Mr. Big: What are you wearing right now?

Carrie (played by SJP): Do you believe in love at first sight?

Good times all around. Mr. Big, by the way, is an alias that was used by SJP’s love interest for the first few seasons of the show. Kind of like Seinfeld disguising Kramer’s real first name; only Kramer’s first named turned out to be Cosmo, and this guy’s named turned out to be John. Wildly uncreative.

8:18 p.m.: I don’t know why, but I expected more talking. However, the girls have kept their comments limited to sporadic critiques of the clothing and SJP’s lack of a bra.

8:21 p.m.: Carrie’s having trouble getting Mr. Big to really commit to her; he took a phone call at a wedding while she was giving a heartfelt poem about the couple. She forgave him after he made a lousy joke.

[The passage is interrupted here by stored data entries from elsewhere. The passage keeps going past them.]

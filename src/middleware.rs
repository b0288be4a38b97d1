use crate::attributes::{ChatAttributes, LangfuseAttributes};
use http::Extensions;
use opentelemetry::trace::{Span, SpanKind, Status, Tracer};
use opentelemetry::{Context, KeyValue};
use opentelemetry_sdk::trace::Tracer as SdkTracer;
use opentelemetry_semantic_conventions::attribute::{
    ERROR_TYPE, GEN_AI_OPERATION_NAME, GEN_AI_USAGE_INPUT_TOKENS, GEN_AI_USAGE_OUTPUT_TOKENS,
    HTTP_RESPONSE_STATUS_CODE,
};
use reqwest::{Request, Response};
use reqwest_middleware::{Middleware, Next, Result};
use serde_json::{json, Value};

/// Middleware that records a client span for every chat-completions call.
///
/// The parent is whatever [`Context`] the caller attached to the request with
/// `RequestBuilder::with_extension`; without one the span starts a new trace.
pub struct OpenAITracingMiddleware {
    tracer: SdkTracer,
}

impl OpenAITracingMiddleware {
    pub fn new(tracer: SdkTracer) -> Self {
        Self { tracer }
    }

    fn extract_operation_from_path(path: &str) -> (&str, &str) {
        if path.contains("/chat/completions") {
            ("chat", "chat.completions")
        } else if path.contains("/completions") {
            ("completion", "completions")
        } else {
            ("unknown", "unknown")
        }
    }
}

#[async_trait::async_trait]
impl Middleware for OpenAITracingMiddleware {
    async fn handle(
        &self,
        req: Request,
        extensions: &mut Extensions,
        next: Next<'_>,
    ) -> Result<Response> {
        let parent = extensions.get::<Context>().cloned().unwrap_or_default();

        let path = req.url().path().to_string();
        let (operation_type, operation_name) = Self::extract_operation_from_path(&path);

        let mut attributes = vec![
            KeyValue::new(ChatAttributes::SYSTEM, "openai"),
            KeyValue::new(GEN_AI_OPERATION_NAME, operation_type.to_string()),
            KeyValue::new(LangfuseAttributes::OBSERVATION_TYPE, "generation"),
        ];

        // Parse the request body for the model and the messages sent
        if let Some(json) = req
            .body()
            .and_then(|body| body.as_bytes())
            .and_then(|bytes| serde_json::from_slice::<Value>(bytes).ok())
        {
            if let Some(model) = json
                .get("model")
                .and_then(|m| m.as_str())
                .filter(|m| !m.is_empty())
            {
                attributes.push(KeyValue::new(ChatAttributes::REQUEST_MODEL, model.to_string()));
                attributes.push(KeyValue::new(
                    LangfuseAttributes::OBSERVATION_MODEL,
                    model.to_string(),
                ));
            }
            if let Some(messages) = json.get("messages") {
                attributes.push(KeyValue::new(
                    LangfuseAttributes::OBSERVATION_INPUT,
                    json!({ "messages": messages }).to_string(),
                ));
            }
        }

        let mut span = self
            .tracer
            .span_builder(format!("OpenAI {}", operation_name))
            .with_kind(SpanKind::Client)
            .with_attributes(attributes)
            .start_with_context(&self.tracer, &parent);

        let response = match next.run(req, extensions).await {
            Ok(res) => {
                let status = res.status();
                span.set_attribute(KeyValue::new(
                    HTTP_RESPONSE_STATUS_CODE,
                    status.as_u16() as i64,
                ));

                if status.is_success() {
                    // Buffer the body so it can be inspected and handed back
                    let headers = res.headers().clone();
                    match res.bytes().await {
                        Ok(bytes) => {
                            if let Ok(response_json) = serde_json::from_slice::<Value>(&bytes) {
                                record_response(&mut span, &response_json);
                            }
                            span.set_status(Status::Ok);

                            let mut rebuilt = http::Response::new(bytes);
                            *rebuilt.status_mut() = status;
                            *rebuilt.headers_mut() = headers;
                            Ok(Response::from(rebuilt))
                        }
                        Err(e) => {
                            span.set_status(Status::error(format!(
                                "Failed to read response body: {}",
                                e
                            )));
                            span.set_attribute(KeyValue::new(ERROR_TYPE, "body_read"));
                            Err(reqwest_middleware::Error::Reqwest(e))
                        }
                    }
                } else {
                    span.set_status(Status::error(format!("HTTP {}", status)));
                    span.set_attribute(KeyValue::new(ERROR_TYPE, status.as_u16().to_string()));
                    Ok(res)
                }
            }
            Err(e) => {
                span.set_status(Status::error(format!("Request failed: {}", e)));
                span.set_attribute(KeyValue::new(ERROR_TYPE, "transport"));
                Err(e)
            }
        };

        span.end();

        response
    }
}

/// Copy the first choice's message and the token usage onto the span.
fn record_response<S: Span>(span: &mut S, response_json: &Value) {
    if let Some(message) = response_json
        .get("choices")
        .and_then(|choices| choices.as_array())
        .and_then(|arr| arr.first())
        .and_then(|choice| choice.get("message"))
    {
        span.set_attribute(KeyValue::new(
            LangfuseAttributes::OBSERVATION_OUTPUT,
            json!({ "choices": [{ "message": message }] }).to_string(),
        ));
    }

    if let Some(usage) = response_json.get("usage") {
        if let Some(prompt_tokens) = usage.get("prompt_tokens").and_then(|v| v.as_i64()) {
            span.set_attribute(KeyValue::new(GEN_AI_USAGE_INPUT_TOKENS, prompt_tokens));
        }
        if let Some(completion_tokens) = usage.get("completion_tokens").and_then(|v| v.as_i64()) {
            span.set_attribute(KeyValue::new(GEN_AI_USAGE_OUTPUT_TOKENS, completion_tokens));
        }
        // Total tokens is not in semantic conventions, but Langfuse reads it
        if let Some(total_tokens) = usage.get("total_tokens").and_then(|v| v.as_i64()) {
            span.set_attribute(KeyValue::new(
                LangfuseAttributes::OBSERVATION_USAGE_TOTAL,
                total_tokens,
            ));
        }
    }
}
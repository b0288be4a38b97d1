//! Request span instrumentation.
//!
//! [`SpanInstrumentor::start_span`] opens a span and hands back a [`RequestSpan`] guard.
//! The guard closes the span exactly once: explicitly through [`RequestSpan::finish`],
//! or from `Drop` when the owning future is cancelled or unwinds.

use std::borrow::Cow;
use std::sync::Arc;

use opentelemetry::trace::{SpanContext, SpanKind, Status, TraceContextExt, Tracer as _};
use opentelemetry::{Context, KeyValue, Value};
use opentelemetry_sdk::trace::Tracer;
use opentelemetry_semantic_conventions::attribute::ERROR_TYPE;
use tracing::debug;

use crate::context::LangfuseContext;

/// Starts request spans on an explicitly provided tracer.
#[derive(Clone)]
pub struct SpanInstrumentor {
    tracer: Tracer,
    trace_attributes: Arc<LangfuseContext>,
}

impl SpanInstrumentor {
    pub fn new(tracer: Tracer) -> Self {
        Self::with_trace_attributes(tracer, LangfuseContext::new())
    }

    /// Trace-level attributes are stamped on every span this instrumentor starts.
    pub fn with_trace_attributes(tracer: Tracer, trace_attributes: LangfuseContext) -> Self {
        Self {
            tracer,
            trace_attributes: Arc::new(trace_attributes),
        }
    }

    /// Start a server span as a child of the span active in `parent`, if any.
    pub fn start_span(&self, parent: &Context, name: &'static str) -> RequestSpan {
        let span = self
            .tracer
            .span_builder(name)
            .with_kind(SpanKind::Server)
            .start_with_context(&self.tracer, parent);
        let cx = parent.with_span(span);

        let mut request_span = RequestSpan {
            cx,
            attributes: Vec::new(),
            failure: None,
            finished: false,
        };
        request_span.set_attributes(self.trace_attributes.attributes());
        request_span
    }
}

/// Handle on an open request span.
///
/// Attributes are buffered here and written to the span when it closes, so repeated
/// writes to one key leave a single entry holding the last value.
pub struct RequestSpan {
    cx: Context,
    attributes: Vec<KeyValue>,
    failure: Option<Cow<'static, str>>,
    finished: bool,
}

impl RequestSpan {
    /// Context carrying this span; pass it to anything that should record child spans.
    pub fn context(&self) -> &Context {
        &self.cx
    }

    pub fn span_context(&self) -> SpanContext {
        self.cx.span().span_context().clone()
    }

    /// Set attributes, stringifying every value. Last write wins per key.
    pub fn set_attributes<I>(&mut self, attributes: I)
    where
        I: IntoIterator<Item = KeyValue>,
    {
        for attribute in attributes {
            let value = Value::from(attribute.value.as_str().into_owned());
            match self.attributes.iter_mut().find(|kv| kv.key == attribute.key) {
                Some(existing) => existing.value = value,
                None => self.attributes.push(KeyValue::new(attribute.key, value)),
            }
        }
    }

    pub fn attribute(&self, key: &str) -> Option<&Value> {
        self.attributes
            .iter()
            .find(|kv| kv.key.as_str() == key)
            .map(|kv| &kv.value)
    }

    /// Mark the span failed. The status becomes an error when the span closes.
    pub fn record_failure(&mut self, kind: &'static str, error: &(dyn std::error::Error + 'static)) {
        self.set_attributes([KeyValue::new(ERROR_TYPE, kind)]);
        self.cx.span().record_error(error);
        self.failure = Some(Cow::Owned(error.to_string()));
    }

    pub fn has_failed(&self) -> bool {
        self.failure.is_some()
    }

    /// Close the span with Ok status, or Error if a failure was recorded.
    pub fn finish(mut self) {
        self.close();
    }

    fn close(&mut self) {
        if self.finished {
            return;
        }
        self.finished = true;

        let span = self.cx.span();
        for attribute in std::mem::take(&mut self.attributes) {
            span.set_attribute(attribute);
        }
        match self.failure.take() {
            Some(description) => span.set_status(Status::error(description)),
            None => span.set_status(Status::Ok),
        }
        span.end();
    }
}

impl Drop for RequestSpan {
    fn drop(&mut self) {
        if self.finished {
            return;
        }
        let reason = if std::thread::panicking() {
            "request handler panicked"
        } else {
            "request cancelled"
        };
        debug!(reason, "closing request span on drop");
        self.set_attributes([KeyValue::new(ERROR_TYPE, "cancelled")]);
        self.failure = Some(Cow::Borrowed(reason));
        self.close();
    }
}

Can you imagine doing something like that to a girl and getting away with it that quickly? I’m pretty sure most self-respecting women would at least key his car and not talk to him for three days. It’s becoming apparent why she can’t get this guy to commit. I’m ALMOST getting sucked in here.

8:24 p.m.: So far there hasn’t been a person over the age of 45 or under the age of 30 on the screen. Is this what New York City is really like?

8:27 p.m.: The first episode ended with the quote, “Maybe we’re more the fuzzy glove types.” I’m confused.

8:34 p.m.: While watching the show with these women, I’m starting to get the feeling that this is a major female-bonding ritual. Every group probably associates a few of their friends as a Carrie, a Samantha, a Charlotte or a Miranda. Males are the same way with Jerrys, Georges and Kramers and to a lesser degree, Chandlers, Joeys and Rosses.

8:38 p.m.: There are a few gay men in this episode, and, frankly, the women couldn’t be more excited about it. I don’t know what the attraction is with females and gay men, but I do know that straight men don’t have it.

8:40 p.m.: One of the guys just yelled “fax it over!” and every girl in the room said it with him simultaneously. I get the feeling that’s the female equivalent to “show me potato salad!”

8:50 p.m.: It only took 50 minutes, but we have our first profile-worthy quote in this episode: “I would love to find a man who’s strong enough to catch me.”

I think if that one shows up in your girlfriend’s online profile, you’re going to want to up the Terror Alert to “orange.”

8:52 p.m.: The episode is starting to wind down and they’re at a wedding showing a scene with the bride and groom being lifted on chairs, in line with the Jewish tradition. I don’t care what kind of wedding I have, but I have decided that this will happen at my wedding.

8:53 p.m.: Episode two comes to a close with the line, “I survived because I have a good safety net,” which led to a tremendous sigh from the female viewers as they looked lovingly at each other. This likeness should last at least until someone rudely uses all the water in the house shower.

Hey good news, “Family Guy” is on!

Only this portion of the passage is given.